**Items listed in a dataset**

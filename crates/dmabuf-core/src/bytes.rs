//! Byte views of plain `#[repr(C)]` records.

/// View a `#[repr(C)]` value as raw bytes, for socket payloads and pixel
/// uploads.
///
/// # Safety
///
/// Only implement on `#[repr(C)]` or `#[repr(transparent)]` types whose fields
/// are all plain integers with no padding, pointers or references.
///
/// # Example
///
/// ```rust
/// use dmabuf_core::AsBytes;
///
/// #[repr(C)]
/// struct Header {
///     tag: u32,
///     len: u32,
/// }
///
/// unsafe impl AsBytes for Header {}
///
/// let h = Header { tag: 1, len: 2 };
/// assert_eq!(h.as_bytes().len(), 8);
/// ```
pub unsafe trait AsBytes: Sized {
    /// View `self` as a byte slice of length `size_of::<Self>()`.
    fn as_bytes(&self) -> &[u8] {
        unsafe {
            std::slice::from_raw_parts(self as *const Self as *const u8, std::mem::size_of::<Self>())
        }
    }
}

**What you need to do**
Lines with "self": return each one from the data above.

**Solution**
    /// View `self` as a byte slice of length `size_of::<Self>()`.
    fn as_bytes(&self) -> &[u8] {
            std::slice::from_raw_parts(self as *const Self as *const u8, std::mem::size_of::<Self>())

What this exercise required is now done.